→ TASK DESCRIPTION:
Down to the last line, output the records below exactly.

→ DATASET EXCERPTS:
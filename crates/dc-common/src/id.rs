//! Device identity helpers.
//!
//! The instrumentation client assigns each install a random identifier when
//! no vendor advertising identifier is usable. Generation is stateless; the
//! caller decides where (and whether) the value is persisted.

use serde::{Deserialize, Serialize};
use std::fmt;

/// Random device identifier (UUID v4, lower-case hyphenated form).
#[derive(Debug, Clone, PartialEq, Eq, Hash, Serialize, Deserialize)]
#[serde(transparent)]
pub struct DeviceId(pub String);

impl DeviceId {
    /// Generate a fresh random identifier.
    pub fn random() -> Self {
        DeviceId(uuid::Uuid::new_v4().to_string())
    }

    /// Parse and validate an existing identifier string.
    pub fn parse(s: &str) -> Option<Self> {
        if uuid::Uuid::parse_str(s).is_err() {
            return None;
        }
        Some(DeviceId(s.to_string()))
    }
}

impl fmt::Display for DeviceId {
    fn fmt(&self, f: &mut fmt::Formatter<'_>) -> fmt::Result {
        write!(f, "{}", self.0)
    }
}
//! Predictor output decoding
//!
//! The regression predictor prints `temperature,luminosity` and the
//! classifier prints `humidifier,purifier`. Both are trimmed and joined with
//! [`RESULT_SEPARATOR`] into one combined string before parsing.

use crate::error::PredictionError;
use crate::models::PredictionResult;

/// Separator between tokens of the combined result
pub const RESULT_SEPARATOR: char = ',';

/// Minimum number of tokens a combined result must carry
const EXPECTED_TOKENS: usize = 4;

/// Join the trimmed outputs of both predictors
pub fn combine_outputs(regression: &str, classifier: &str) -> String {
    format!(
        "{}{}{}",
        regression.trim(),
        RESULT_SEPARATOR,
        classifier.trim()
    )
}

/// Decode a combined result into a [`PredictionResult`]
///
/// Requires at least four tokens, extra tokens are ignored. Trailing empty
/// tokens do not count.
pub fn parse_prediction(raw: &str) -> Result<PredictionResult, PredictionError> {
    let trimmed = raw.trim();
    if trimmed.is_empty() {
        return Err(PredictionError::EmptyResult);
    }

    let mut tokens: Vec<&str> = trimmed.split(RESULT_SEPARATOR).collect();
    while tokens.last().is_some_and(|t| t.is_empty()) {
        tokens.pop();
    }

    if tokens.len() < EXPECTED_TOKENS {
        return Err(PredictionError::Format {
            count: tokens.len(),
            raw: trimmed.to_string(),
        });
    }

    Ok(PredictionResult {
        temperature: parse_rounded(tokens[0], trimmed)?,
        luminosity: parse_rounded(tokens[1], trimmed)?,
        humidifier_on: parse_flag(tokens[2], trimmed)?,
        air_purifier_on: parse_flag(tokens[3], trimmed)?,
    })
}

/// Parse a real and round half away from zero, rejecting values outside `i32`
fn parse_rounded(token: &str, raw: &str) -> Result<i64, PredictionError> {
    let token = token.trim();
    let value: f64 = token.parse().map_err(|e: std::num::ParseFloatError| {
        parse_error(token, raw, e.to_string())
    })?;
    if !value.is_finite() {
        return Err(parse_error(token, raw, "value is not finite".to_string()));
    }
    let rounded = value.round();
    if rounded < f64::from(i32::MIN) || rounded > f64::from(i32::MAX) {
        return Err(parse_error(token, raw, "value out of range".to_string()));
    }
    Ok(rounded as i64)
}

/// Parse an integer flag, only `1` means on
fn parse_flag(token: &str, raw: &str) -> Result<bool, PredictionError> {
    let token = token.trim();
    let value: i64 = token
        .parse()
        .map_err(|e: std::num::ParseIntError| parse_error(token, raw, e.to_string()))?;
    Ok(value == 1)
}

fn parse_error(token: &str, raw: &str, reason: String) -> PredictionError {
    PredictionError::Parse {
        token: token.to_string(),
        raw: raw.to_string(),
        reason,
    }
}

→ WORKED SOLUTION:
filename crates/dc-common/src/id.rs
//! Device identity helpers.
//!
//! The instrumentation client assigns each install a random identifier when
//! no vendor advertising identifier is usable. Generation is stateless; the
//! caller decides where (and whether) the value is persisted.

use serde::{Deserialize, Serialize};
use std::fmt;

/// Random device identifier (UUID v4, lower-case hyphenated form).
#[derive(Debug, Clone, PartialEq, Eq, Hash, Serialize, Deserialize)]
#[serde(transparent)]
pub struct DeviceId(pub String);

impl DeviceId {
    /// Generate a fresh random identifier.
    pub fn random() -> Self {
        DeviceId(uuid::Uuid::new_v4().to_string())
    }

    /// Parse and validate an existing identifier string.
    pub fn parse(s: &str) -> Option<Self> {
        if uuid::Uuid::parse_str(s).is_err() {
            return None;
        }
        Some(DeviceId(s.to_string()))
    }
}

impl fmt::Display for DeviceId {
    fn fmt(&self, f: &mut fmt::Formatter<'_>) -> fmt::Result {
        write!(f, "{}", self.0)
    }
}
//! Predictor output decoding
//!
//! The regression predictor prints `temperature,luminosity` and the
//! classifier prints `humidifier,purifier`. Both are trimmed and joined with
//! [`RESULT_SEPARATOR`] into one combined string before parsing.

use crate::error::PredictionError;
use crate::models::PredictionResult;

/// Separator between tokens of the combined result
pub const RESULT_SEPARATOR: char = ',';

/// Minimum number of tokens a combined result must carry
const EXPECTED_TOKENS: usize = 4;

/// Join the trimmed outputs of both predictors
pub fn combine_outputs(regression: &str, classifier: &str) -> String {
    format!(
        "{}{}{}",
        regression.trim(),
        RESULT_SEPARATOR,
        classifier.trim()
    )
}

/// Decode a combined result into a [`PredictionResult`]
///
/// Requires at least four tokens, extra tokens are ignored. Trailing empty
/// tokens do not count.
pub fn parse_prediction(raw: &str) -> Result<PredictionResult, PredictionError> {
    let trimmed = raw.trim();
    if trimmed.is_empty() {
        return Err(PredictionError::EmptyResult);
    }

    let mut tokens: Vec<&str> = trimmed.split(RESULT_SEPARATOR).collect();
    while tokens.last().is_some_and(|t| t.is_empty()) {
        tokens.pop();
    }

    if tokens.len() < EXPECTED_TOKENS {
        return Err(PredictionError::Format {
            count: tokens.len(),
            raw: trimmed.to_string(),
        });
    }

    Ok(PredictionResult {
        temperature: parse_rounded(tokens[0], trimmed)?,
        luminosity: parse_rounded(tokens[1], trimmed)?,
        humidifier_on: parse_flag(tokens[2], trimmed)?,
        air_purifier_on: parse_flag(tokens[3], trimmed)?,
    })
}

/// Parse a real and round half away from zero, rejecting values outside `i32`
fn parse_rounded(token: &str, raw: &str) -> Result<i64, PredictionError> {
    let token = token.trim();
    let value: f64 = token.parse().map_err(|e: std::num::ParseFloatError| {
        parse_error(token, raw, e.to_string())
    })?;
    if !value.is_finite() {
        return Err(parse_error(token, raw, "value is not finite".to_string()));
    }
    let rounded = value.round();
    if rounded < f64::from(i32::MIN) || rounded > f64::from(i32::MAX) {
        return Err(parse_error(token, raw, "value out of range".to_string()));
    }
    Ok(rounded as i64)
}

/// Parse an integer flag, only `1` means on
fn parse_flag(token: &str, raw: &str) -> Result<bool, PredictionError> {
    let token = token.trim();
    let value: i64 = token
        .parse()
        .map_err(|e: std::num::ParseIntError| parse_error(token, raw, e.to_string()))?;
    Ok(value == 1)
}

fn parse_error(token: &str, raw: &str, reason: String) -> PredictionError {
    PredictionError::Parse {
        token: token.to_string(),
        raw: raw.to_string(),
        reason,
    }
}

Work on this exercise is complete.